The lung was removed from the surrounding tissue, sheared, crushed, and added to the medium containing different concentrations of digestive enzymes (RPMI 1640, DNAse I, and DNAse II) (Invitrogen, USA), and incubated at 37°C. The resulting suspension was passed through a 70-micrometer nylon cell strainer (BD, USA). The samples were centrifuged at 1000 r/min for 5 min at 4°C, washed, and resuspended in PBS after the lysis of RBCs. The following antibodies (eBioscience, USA) were used for surface staining: FITC-labeled anti-CD4 (11-0041-82), PE-labeled anti-IL-17 (61-7177-80), APC-labeled anti-FOXP3 (17-5773-80), and PE-labeled anti-CD25 (25-0251-81). To analyze Th17 cells, the cells were stimulated with a Cell Activation Cocktail (BioLegend, USA) and then incubated with FITC-labeled anti-CD4, followed by fixation and permeabilization using a Cytofix/Cytoperm kit (BD Biosciences, USA). Intracellular cytokine labeling was performed with PE-labeled anti-IL-17 according to the manufacturer's instructions. To analyze Treg cells, the cells were incubated with FITC-labeled anti-CD4 and PE-labeled anti-CD25 antibodies, followed by a similar experimental procedure as stated above. Cell marker expression analysis was performed using a Navios instrument (Beckman Coulter, USA). Data were analyzed with the FlowJo software.

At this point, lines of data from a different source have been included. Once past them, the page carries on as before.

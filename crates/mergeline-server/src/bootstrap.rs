//! Snapshot bootstrapper.
//!
//! Builds the view a joining replica starts from: the latest snapshot plus
//! every log entry sequenced after it. A missing snapshot means the document
//! has never been compacted and is served as the empty snapshot at 0.

use mergeline_proto::{BootstrapView, DocumentId, SequencedOperation, Snapshot};
use thiserror::Error;

use crate::storage::{DurableLog, LogError, SnapshotStore, StorageError};

/// Bootstrap failures.
#[derive(Error, Debug, Clone, PartialEq, Eq)]
pub enum BootstrapError {
    /// Snapshot store failed for a reason other than "no snapshot".
    #[error("snapshot store failed for document {document_id}: {source}")]
    Storage {
        /// Document being loaded
        document_id: DocumentId,
        /// Store error, verbatim
        source: StorageError,
    },

    /// Durable log could not return the trailing entries.
    #[error("log read failed for document {document_id}: {source}")]
    Log {
        /// Document being loaded
        document_id: DocumentId,
        /// Log error, verbatim
        source: LogError,
    },

    /// The log returned a non-contiguous tail.
    #[error(
        "out-of-order delivery for document {document_id}: expected sequence {expected}, got {found}"
    )]
    OutOfOrderDelivery {
        /// Document being loaded
        document_id: DocumentId,
        /// Next sequence number the view needed
        expected: u64,
        /// Sequence number the log returned instead
        found: u64,
    },
}

/// Produces bootstrap views from a snapshot store and a durable log.
#[derive(Clone)]
pub struct Bootstrapper<S, L> {
    snapshots: S,
    log: L,
}

impl<S: SnapshotStore, L: DurableLog> Bootstrapper<S, L> {
    /// Create a bootstrapper over the given collaborators.
    pub fn new(snapshots: S, log: L) -> Self {
        Self { snapshots, log }
    }

    /// Latest snapshot, or the empty snapshot if none exists.
    pub fn load(&self, document_id: &DocumentId) -> Result<Snapshot, BootstrapError> {
        match self.snapshots.get(document_id) {
            Ok(snapshot) => Ok(snapshot),
            Err(StorageError::NotFound(_)) => {
                tracing::debug!(document_id = %document_id, "no snapshot, starting from empty");
                Ok(Snapshot::empty())
            },
            Err(source) => {
                tracing::warn!(document_id = %document_id, error = %source, "snapshot load failed");
                Err(BootstrapError::Storage { document_id: document_id.clone(), source })
            },
        }
    }

    /// Log entries after `since`, checked to be contiguous.
    pub fn trailing_deltas(
        &self,
        document_id: &DocumentId,
        since: u64,
    ) -> Result<Vec<SequencedOperation>, BootstrapError> {
        let deltas = self
            .log
            .read_from(document_id, since)
            .map_err(|source| BootstrapError::Log { document_id: document_id.clone(), source })?;

        let mut expected = since + 1;
        for op in &deltas {
            if op.sequence_number != expected {
                tracing::error!(
                    document_id = %document_id,
                    expected,
                    found = op.sequence_number,
                    "log returned a gap"
                );
                return Err(BootstrapError::OutOfOrderDelivery {
                    document_id: document_id.clone(),
                    expected,
                    found: op.sequence_number,
                });
            }
            expected += 1;
        }

        Ok(deltas)
    }

    /// Snapshot plus trailing deltas.
    ///
    /// # Invariants
    ///
    /// - Post: `view.is_contiguous()`.
    /// - Post: every entry the log had assigned when `read_from` ran is
    ///   covered by the view.
    pub fn bootstrap(&self, document_id: &DocumentId) -> Result<BootstrapView, BootstrapError> {
        let snapshot = self.load(document_id)?;
        let deltas = self.trailing_deltas(document_id, snapshot.sequence_number)?;

        let view = BootstrapView { snapshot, deltas };
        debug_assert!(view.is_contiguous());

        tracing::debug!(
            document_id = %document_id,
            snapshot_sequence = view.snapshot.sequence_number,
            deltas = view.deltas.len(),
            "bootstrap view assembled"
        );

        Ok(view)
    }
}

#[cfg(test)]
mod tests {
    use mergeline_proto::Operation;

    use super::*;
    use crate::storage::{ChaoticSnapshotStore, MemoryLog, MemorySnapshotStore};

    fn doc() -> DocumentId {
        DocumentId::new("doc-1").unwrap()
    }

    fn append(log: &MemoryLog, n: u64) {
        for i in 0..n {
            log.append(&doc(), Operation::new(doc(), 1, i, vec![i as u8])).unwrap();
        }
    }

    #[test]
    fn missing_snapshot_is_empty() {
        let bootstrapper = Bootstrapper::new(MemorySnapshotStore::new(), MemoryLog::new());
        let snapshot = bootstrapper.load(&doc()).unwrap();
        assert_eq!(snapshot, Snapshot::empty());
    }

    #[test]
    fn store_failure_propagates() {
        let store = ChaoticSnapshotStore::new(MemorySnapshotStore::new(), 1.0);
        let bootstrapper = Bootstrapper::new(store, MemoryLog::new());

        let err = bootstrapper.bootstrap(&doc()).unwrap_err();
        assert!(matches!(err, BootstrapError::Storage { .. }));
        assert!(err.to_string().contains("doc-1"));
    }

    #[test]
    fn view_continues_from_snapshot() {
        let store = MemorySnapshotStore::new();
        let log = MemoryLog::new();
        append(&log, 5);
        store.put(&doc(), &Snapshot::new(3, b"abc".to_vec())).unwrap();

        let view = Bootstrapper::new(store, log).bootstrap(&doc()).unwrap();
        assert_eq!(view.snapshot.sequence_number, 3);
        assert_eq!(view.deltas.iter().map(|d| d.sequence_number).collect::<Vec<_>>(), vec![4, 5]);
        assert_eq!(view.last_sequence(), 5);
    }

    #[test]
    fn empty_document_has_empty_view() {
        let view = Bootstrapper::new(MemorySnapshotStore::new(), MemoryLog::new())
            .bootstrap(&doc())
            .unwrap();
        assert!(view.snapshot.is_empty());
        assert!(view.deltas.is_empty());
    }
}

2.10. Administration of rmIL-33

rmIL-33 (3236-ML-010; R&D Systems) was administered via an intraperitoneal injection of 1000 ng per mouse. IL-33 administration was performed on day 0 following intratracheal instillation of LPS or PBS.

2.11. Bone Marrow-Derived Dendritic Cell (BMDC) Generation

Mouse BMDCs were generated as previously described [20]. The femurs and tibiae of C57BL/6 mice were cut, and the marrow was flushed with ice-cold PBS using a syringe. Red blood cells were lysed with lysing solution containing 0.15 M NH4Cl, 1 mM KHCO3, and 0.1 mM EDTA. The number of bone marrow cells was adjusted to 0.5‐1 × 106 cells/well (1 ml), which were added to 24-well plates and cultured in RPMI 1640 medium containing 10% FBS (Gibco) with GM-CSF (20 ng/ml) and IL-4 (10 ng/ml) (Sigma-Aldrich). Half of the medium was refreshed, and the medium containing these factors was added every two days. On day 7, loosely adherent DC aggregates were harvested for use in the experiments. LPS (1 μg/ml) was added and incubated for 24 h to induce the maturation of BMDCs. The supernatants were collected, and IL-6 and IL-23 levels were measured by ELISA. All cell cultures were maintained at 37°C in a humidified atmosphere of 5% CO2 and 95% air.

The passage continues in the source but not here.